Concordant repression and aberrant methylation of transforming growth factor-beta signaling pathway genes occurs early in gastric cardia adenocarcinoma

Abstract

The loss of transforming growth factor-β (TGF-β) response due to the dysregulation of TGF-β receptor type I (TGFBR1), type II (TGFBR2) and Smad4 is well known for its contribution to oncogenesis, although the role of the genes of TGF-β/Smad signalling pathway in gastric cardia adenocarcinoma (GCA) is poorly understood. In the present study, the methylation status and expression of TGF-β receptor type I (TGFBR1), type II (TGFBR2), and Smad4 was investigated in GCA and dysplasia. MSP approach was used to detect the methylation status of TGFBR1, TGFBR2, and Smad4. Immunohistochemistry and quantitative RT-PCR methods were used respectively to examine the protein and mRNA expression of them in tissues.
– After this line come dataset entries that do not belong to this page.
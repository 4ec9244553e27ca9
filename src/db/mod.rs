use std::fs;
use std::path::{Path, PathBuf};
use std::time::Duration;

use rusqlite::{Connection, Transaction};
use tracing::{debug, info};

use crate::error::AppResult;

pub mod migrations;

pub mod repositories;

const SCHEMA_SQL: &str = include_str!("schema.sql");

/// Opens a fresh SQLite connection per unit of work; the schema and pending
/// migrations are applied on every open.
#[derive(Clone, Debug)]
pub struct DbPool {
    path: PathBuf,
}

impl DbPool {
    pub fn new<P: Into<PathBuf>>(path: P) -> AppResult<Self> {
        let path = path.into();
        info!(target: "app::db", db_path = %path.display(), "opening planner database");
        if let Some(parent) = path.parent() {
            if !parent.as_os_str().is_empty() && !parent.exists() {
                fs::create_dir_all(parent)?;
            }
        }

        let pool = Self { path };
        pool.get_connection()?;
        Ok(pool)
    }

    pub fn get_connection(&self) -> AppResult<Connection> {
        let mut conn = Connection::open(&self.path)?;
        configure_connection(&mut conn)?;
        conn.execute_batch(SCHEMA_SQL)?;
        migrations::run(&conn)?;
        debug!(target: "app::db", db_path = %self.path.display(), "connection ready");
        Ok(conn)
    }

    pub fn with_connection<F, T>(&self, callback: F) -> AppResult<T>
    where
        F: FnOnce(&Connection) -> AppResult<T>,
    {
        let conn = self.get_connection()?;
        callback(&conn)
    }

    /// Runs `callback` inside an immediate transaction; commits on `Ok`, rolls back on `Err`.
    pub fn with_transaction<F, T>(&self, callback: F) -> AppResult<T>
    where
        F: FnOnce(&Transaction<'_>) -> AppResult<T>,
    {
        let mut conn = self.get_connection()?;
        let tx = conn.transaction_with_behavior(rusqlite::TransactionBehavior::Immediate)?;
        let value = callback(&tx)?;
        tx.commit()?;
        Ok(value)
    }

    pub fn schema_version(&self) -> AppResult<i32> {
        self.with_connection(|conn| {
            Ok(conn.query_row("PRAGMA user_version", [], |row| row.get(0))?)
        })
    }

    pub fn path(&self) -> &Path {
        &self.path
    }
}

fn configure_connection(conn: &mut Connection) -> AppResult<()> {
    conn.busy_timeout(Duration::from_secs(5))?;
    conn.pragma_update(None, "foreign_keys", 1)?;
    conn.pragma_update(None, "journal_mode", "WAL")?;
    Ok(())
}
The methylation frequency of TGFBR1 and TGFBR2 in the tissues of high grade dysplasia and GCA was significantly higher than that in corresponding normal tissues (p < 0.01) and was significantly associated with mRNA and protein expression of the two genes (p < 0.05). The methylation frequency of Smad4 in the 30 ~ 171 sites was higher than that in the -248 ~ 26 sites and was associated with the loss of Smad4 expression. The decreased expression of TGFBR1, TGFBR2 and Smad4 was correlated with increased expression of TGF-β1 in GCA. In all, these data suggest that methylation of TGFBR1, TGFBR2 and Smad4 may exist in the gastric cardia dysplasia stages and plays an important role in these genes silencing and subsequently affect the TGF-β/Smad signaling pathway.